This formula is standard for IV identification found in textbooks [7, 33]; see S1 Appendix for proof of identification, both parametrically and non-parametrically. In other words, IVs are a trick to use upstream randomness to identify a causal system.

For an instrument to be “good”, it must be unaffected by other variables, which is the case for single-neuron stimulation. However, the stimulation cannot be used as an IV for multi-neuron stimulation because it will drive parts of the rest of the brain dynamics, it will affect U, violating the key assumption of IV. In the brain, almost everything is affected by the network state. However, certain variables can be more or less affected. For example, the overall activity of the network is due to slow and strongly non-random dynamics. In contrast, the temporal pattern of when a neuron is in a refractory state may be in good approximation random. For example, if neurons are spiking according to conditional Poisson distributions, their exact timing conditioned on the network state will be random. While refractoriness may not be perfectly random, the exact spike-times are notoriously difficult to predict [9], suggesting that refractoriness is quite random. The absolute refractory period may serve as an IV because a neuron is randomly unaffected by stimuli during refractoriness.

When dealing with temporal data, we can also use an additional method commonly used for causal inference: difference in differences (DiD). The idea is that we have two time-series that are identical (or more specifically, parallel) apart from a perturbation affecting only one of them. For example, we may have two neural trajectories, one with perturbation and one without. By subtracting out the unperturbed one we can get rid of biases introduced by the ongoing dynamics. DiD in this sense is a way of producing a synthetic estimation problem that is less affected by biases (or unaffected if its assumptions are given).
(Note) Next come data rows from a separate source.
//! Graph request options
//!
//! Turns raw path and query parameters into an immutable [`GraphOptions`].
//! Every validation failure is terminal: malformed input is a bad request,
//! an inaccessible namespace is forbidden.

use std::collections::BTreeMap;
use std::fmt;
use std::str::FromStr;
use std::time::Duration;

use chrono::{DateTime, Utc};
use serde::{Serialize, Serializer};
use tracing::debug;

use meshview_business::{AccessibleNamespaceSource, AccessibleNamespaces};
use meshview_common::{Error, MeshConfig};

use crate::duration::{format_duration, parse_duration};

/// The only supported config vendor
pub const VENDOR_CYTOSCAPE: &str = "cytoscape";
/// The only supported telemetry vendor
pub const VENDOR_ISTIO: &str = "istio";

const DEFAULT_DURATION: Duration = Duration::from_secs(10 * 60);

/// Shape of the nodes in a graph
#[derive(Debug, Clone, Copy, PartialEq, Eq, Default, Serialize)]
#[serde(rename_all = "camelCase")]
pub enum GraphType {
    /// One node per app
    App,
    /// One node per service
    Service,
    /// One node per app version
    VersionedApp,
    /// One node per workload
    #[default]
    Workload,
}

impl GraphType {
    /// Query parameter spelling
    pub fn as_str(&self) -> &'static str {
        match self {
            Self::App => "app",
            Self::Service => "service",
            Self::VersionedApp => "versionedApp",
            Self::Workload => "workload",
        }
    }
}

impl fmt::Display for GraphType {
    fn fmt(&self, f: &mut fmt::Formatter<'_>) -> fmt::Result {
        f.write_str(self.as_str())
    }
}

impl FromStr for GraphType {
    type Err = Error;

    fn from_str(s: &str) -> Result<Self, Self::Err> {
        match s {
            "app" => Ok(Self::App),
            "service" => Ok(Self::Service),
            "versionedApp" => Ok(Self::VersionedApp),
            "workload" => Ok(Self::Workload),
            _ => Err(Error::bad_request_for_param(
                "graphType",
                format!("Invalid graphType [{}]", s),
            )),
        }
    }
}

/// Box grouping applied to graph nodes
#[derive(Debug, Clone, Copy, PartialEq, Eq, Default, Serialize)]
#[serde(rename_all = "camelCase")]
pub enum GroupBy {
    /// Group versions of one app
    App,
    /// No grouping
    #[default]
    None,
    /// Group by version
    Version,
}

impl FromStr for GroupBy {
    type Err = Error;

    fn from_str(s: &str) -> Result<Self, Self::Err> {
        match s {
            "app" => Ok(Self::App),
            "none" => Ok(Self::None),
            "version" => Ok(Self::Version),
            _ => Err(Error::bad_request_for_param(
                "groupBy",
                format!("Invalid groupBy [{}]", s),
            )),
        }
    }
}

/// Which appenders the caller asked for
#[derive(Debug, Clone, PartialEq, Eq, Default, Serialize)]
#[serde(rename_all = "camelCase")]
pub enum RequestedAppenders {
    /// Parameter absent: run every appender
    #[default]
    All,
    /// Parameter present: exactly these names, trimmed, empties kept
    Named(Vec<String>),
}

/// Path parameters scoping a node-detail graph
#[derive(Debug, Clone, PartialEq, Eq, Default, Serialize)]
pub struct NodeOptions {
    /// App of the focal node
    pub app: Option<String>,
    /// Namespace of the focal node
    pub namespace: Option<String>,
    /// Service of the focal node
    pub service: Option<String>,
    /// Version of the focal node
    pub version: Option<String>,
    /// Workload of the focal node
    pub workload: Option<String>,
}

impl NodeOptions {
    /// Whether any of app, version or workload is set
    fn scopes_app_node(&self) -> bool {
        self.app.is_some() || self.version.is_some() || self.workload.is_some()
    }
}

/// Effective query window for one namespace
#[derive(Debug, Clone, PartialEq, Eq, Serialize)]
#[serde(rename_all = "camelCase")]
pub struct NamespaceInfo {
    /// Namespace name
    pub name: String,
    /// Duration clamped to the namespace's lifetime
    #[serde(serialize_with = "serialize_duration")]
    pub duration: Duration,
    /// Whether this is the Istio control plane namespace
    pub is_istio: bool,
}

/// Per-namespace query windows keyed by name
pub type NamespaceInfoMap = BTreeMap<String, NamespaceInfo>;

/// Whether a graph covers whole namespaces or one node
#[derive(Debug, Clone, Copy, PartialEq, Eq, Serialize)]
#[serde(rename_all = "camelCase")]
pub enum GraphKind {
    /// Namespace graph
    Namespace,
    /// Node-detail graph
    Node,
}

/// Raw parameters of one graph request
#[derive(Debug, Clone, Default, PartialEq, Eq)]
pub struct GraphRequest {
    /// Path parameters
    pub path: NodeOptions,
    /// Query parameters; a key present with an empty value is kept
    pub query: BTreeMap<String, String>,
}

impl GraphRequest {
    /// Request from query pairs, later duplicates winning
    pub fn from_query<I, K, V>(pairs: I) -> Self
    where
        I: IntoIterator<Item = (K, V)>,
        K: Into<String>,
        V: Into<String>,
    {
        Self {
            path: NodeOptions::default(),
            query: pairs
                .into_iter()
                .map(|(k, v)| (k.into(), v.into()))
                .collect(),
        }
    }

    /// Set the path namespace
    pub fn namespace(mut self, namespace: impl Into<String>) -> Self {
        self.path.namespace = Some(namespace.into());
        self
    }

    /// Set the path app
    pub fn app(mut self, app: impl Into<String>) -> Self {
        self.path.app = Some(app.into());
        self
    }

    /// Set the path service
    pub fn service(mut self, service: impl Into<String>) -> Self {
        self.path.service = Some(service.into());
        self
    }

    /// Set the path version
    pub fn version(mut self, version: impl Into<String>) -> Self {
        self.path.version = Some(version.into());
        self
    }

    /// Set the path workload
    pub fn workload(mut self, workload: impl Into<String>) -> Self {
        self.path.workload = Some(workload.into());
        self
    }

    /// Non-empty value of a query parameter
    fn param(&self, key: &str) -> Option<&str> {
        self.query
            .get(key)
            .map(String::as_str)
            .filter(|v| !v.is_empty())
    }
}

/// Validated options for a single graph request
#[derive(Debug, Clone, Serialize)]
#[serde(rename_all = "camelCase")]
pub struct GraphOptions {
    /// Config vendor
    pub config_vendor: String,
    /// Telemetry vendor
    pub telemetry_vendor: String,
    /// Requested duration before per-namespace clamping
    #[serde(serialize_with = "serialize_duration")]
    pub duration: Duration,
    /// Node shape
    pub graph_type: GraphType,
    /// Node grouping
    pub group_by: GroupBy,
    /// End of the query window, unix seconds
    pub query_time: i64,
    /// Raw query parameters for vendor-specific handling
    pub params: BTreeMap<String, String>,
    /// Requested appenders
    pub appenders: RequestedAppenders,
    /// Whether to inject service nodes between workloads
    pub inject_service_nodes: bool,
    /// Node-detail scoping
    pub node: NodeOptions,
    /// Namespaces the caller could access at resolution time
    pub accessible_namespaces: AccessibleNamespaces,
    /// Requested namespaces with their effective windows
    pub namespaces: NamespaceInfoMap,
}

impl GraphOptions {
    /// Resolve options, fetching the caller's accessible namespaces
    pub async fn resolve(
        request: &GraphRequest,
        source: &dyn AccessibleNamespaceSource,
        config: &MeshConfig,
    ) -> Result<Self, Error> {
        let accessible = source.accessible_namespaces().await;
        Self::resolve_with(request, accessible, config, Utc::now())
    }

    /// Resolve options against a known accessible set and clock
    pub fn resolve_with(
        request: &GraphRequest,
        accessible: AccessibleNamespaces,
        config: &MeshConfig,
        now: DateTime<Utc>,
    ) -> Result<Self, Error> {
        let appenders = match request.query.get("appenders") {
            Some(raw) => {
                RequestedAppenders::Named(raw.split(',').map(|s| s.trim().to_string()).collect())
            }
            None => RequestedAppenders::All,
        };

        let config_vendor = match request.param("configVendor") {
            None | Some(VENDOR_CYTOSCAPE) => VENDOR_CYTOSCAPE,
            Some(other) => {
                return Err(Error::bad_request_for_param(
                    "configVendor",
                    format!("Invalid configVendor [{}]", other),
                ))
            }
        };

        let duration = match request.param("duration") {
            None => DEFAULT_DURATION,
            Some(raw) => {
                let parsed = parse_duration(raw)?;
                if parsed.is_zero() {
                    return Err(Error::bad_request_for_param(
                        "duration",
                        format!("Invalid duration [{}]", raw),
                    ));
                }
                parsed
            }
        };

        let graph_type = match request.param("graphType") {
            None => GraphType::default(),
            Some(raw) => raw.parse()?,
        };
        if request.path.scopes_app_node()
            && !matches!(graph_type, GraphType::App | GraphType::VersionedApp)
        {
            return Err(Error::bad_request_for_param(
                "graphType",
                format!(
                    "Invalid graphType [{}]. This node detail graph supports only graphType app or versionedApp.",
                    graph_type
                ),
            ));
        }

        let group_by = match request.param("groupBy") {
            None => GroupBy::default(),
            Some(raw) => raw.parse()?,
        };

        let mut inject_service_nodes = match request.param("injectServiceNodes") {
            None => false,
            Some(raw) => parse_bool(raw).ok_or_else(|| {
                Error::bad_request_for_param(
                    "injectServiceNodes",
                    format!("Invalid injectServiceNodes [{}]", raw),
                )
            })?,
        };

        let query_time = match request.param("queryTime") {
            None => now.timestamp(),
            Some(raw) => raw.parse::<i64>().map_err(|_| {
                Error::bad_request_for_param("queryTime", format!("Invalid queryTime [{}]", raw))
            })?,
        };

        let telemetry_vendor = match request.param("telemetryVendor") {
            None | Some(VENDOR_ISTIO) => VENDOR_ISTIO,
            Some(other) => {
                return Err(Error::bad_request_for_param(
                    "telemetryVendor",
                    format!("Invalid telemetryVendor [{}]", other),
                ))
            }
        };

        // A path namespace makes this a node graph for that namespace alone.
        let requested = match request.path.namespace.as_deref().filter(|ns| !ns.is_empty()) {
            Some(ns) => ns,
            None => request.param("namespaces").ok_or_else(|| {
                Error::bad_request_for_param(
                    "namespaces",
                    "At least one namespace must be specified via the namespaces query parameter.",
                )
            })?,
        };

        let mut namespaces = NamespaceInfoMap::new();
        for name in requested.split(',').map(str::trim) {
            let Some(created) = accessible.get(name) else {
                return Err(Error::forbidden(format!(
                    "Requested namespace [{}] is not accessible.",
                    name
                )));
            };
            let info = NamespaceInfo {
                name: name.to_string(),
                duration: safe_namespace_duration(name, *created, duration, query_time, now)?,
                is_istio: config.is_istio_namespace(name),
            };
            namespaces.insert(name.to_string(), info);
        }

        if graph_type == GraphType::Service {
            inject_service_nodes = true;
        }

        Ok(Self {
            config_vendor: config_vendor.to_string(),
            telemetry_vendor: telemetry_vendor.to_string(),
            duration,
            graph_type,
            group_by,
            query_time,
            params: request.query.clone(),
            appenders,
            inject_service_nodes,
            node: request.path.clone(),
            accessible_namespaces: accessible,
            namespaces,
        })
    }

    /// Namespace graph unless a focal node is set
    pub fn graph_kind(&self) -> GraphKind {
        let node = &self.node;
        if node.app.is_some()
            || node.version.is_some()
            || node.workload.is_some()
            || node.service.is_some()
        {
            GraphKind::Node
        } else {
            GraphKind::Namespace
        }
    }
}

/// Clamp `requested` so the window never starts before the namespace existed
///
/// A `query_time` of 0 means `now`. Namespaces without a known creation
/// time are not clamped.
pub fn safe_namespace_duration(
    namespace: &str,
    created: Option<DateTime<Utc>>,
    requested: Duration,
    query_time: i64,
    now: DateTime<Utc>,
) -> Result<Duration, Error> {
    let Some(created) = created else {
        return Ok(requested);
    };

    let end = if query_time == 0 {
        now
    } else {
        DateTime::from_timestamp(query_time, 0).ok_or_else(|| {
            Error::bad_request_for_param("queryTime", format!("Invalid queryTime [{}]", query_time))
        })?
    };

    let lifetime = end - created;
    let lifetime = match lifetime.to_std() {
        Ok(lifetime) if !lifetime.is_zero() => lifetime,
        _ => {
            return Err(Error::bad_request(format!(
                "Namespace [{}] did not exist at requested queryTime [{}]",
                namespace,
                end.to_rfc3339()
            )))
        }
    };

    if lifetime < requested {
        debug!(
            namespace,
            requested = %format_duration(requested),
            safe = %format_duration(lifetime),
            "reducing requested duration to namespace lifetime"
        );
        return Ok(lifetime);
    }
    Ok(requested)
}

/// Boolean spellings accepted for flags: 1, t, T, TRUE, true, True and the false forms
fn parse_bool(raw: &str) -> Option<bool> {
    match raw {
        "1" | "t" | "T" | "TRUE" | "true" | "True" => Some(true),
        "0" | "f" | "F" | "FALSE" | "false" | "False" => Some(false),
        _ => None,
    }
}

fn serialize_duration<S: Serializer>(duration: &Duration, serializer: S) -> Result<S::Ok, S::Error> {
    serializer.serialize_u64(duration.as_secs())
}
For our stimulation problem we can formalize the effect of treatment X in a longitudinal study with two time points Y*, Y. We can calculate the differences (E[Y|X = 1] − E[Y*|X = 1]) − (E[Y|X = 0] − E[Y*|X = 0]) where the two differences in parenthesis denote a treatment group X = 1 and a control group X = 0, respectively. For example, we may measure baseline firing rates Y* in the primary visual cortex during standardized visual stimulation in control and treatment groups of animals over several trials to estimate E[Y*|X = 0] and E[Y*|X = 1]. Then, after giving the treatment animal group X = 1 a drug, you measure both groups to obtain E[Y|X = 0] and E[Y|X = 1]. The estimates obtained from the control group correct for any changes over time due to other factors than the treatment itself, e.g. animals have different hormone levels during pre and post-treatment; see Fig 1g for an intuitive sketch. It is also possible to separate trials from a single individual into control and treatment blocks and adapt the DiD framework. When estimating connectivity, we can compare pre- and post-spikes in otherwise matched brain states using DiD to improve causality estimates.

Fig 1. Instrumental variables corrects spurious correlations induced by optogenetic stimulation.

a) Simple network containing three neurons shows stimulation configuration with blue laser light and the connections illustrated by axon touching dendrites. b) For each stimulation pulse, three spike detection windows are placed relative to stimulus onset time, pre, during, and post, which is stored as Z, X, and Y, respectively, where Z and X represent either A or B while Y represents C. c) Cross-correlation histogram (CCH) with the vertical axis showing the conditional expected value E[M_i = 1|shift(M_j, τ) = 1], i, j ∈ {A, B, C}, τ = 0, 1, …, 9 with shifts in timesteps τ. d) Transmission probability estimates as a function of ground truth between AC, and BC. e) Directed acyclic graph (DAG) showing the relations between variables. The OLS method only uses X to estimate Y, which fails because of the confounding factor U; the refractoriness denoted Z affects X without being affected by U and can therefore be used as an IV. f) Conditional expectancies where the true weight = 7 rightmost values in d. The upper panel is mirrored around zero to aid visualization. The estimates in the lower panel represent differences between solid and dashed lines in the upper panel. The shaded gray area depicts the estimation window, and cyan shading indicates the stimulation window, which in this example also depicts DiD reference (Y*). g) A sketch of the intuition behind DiD.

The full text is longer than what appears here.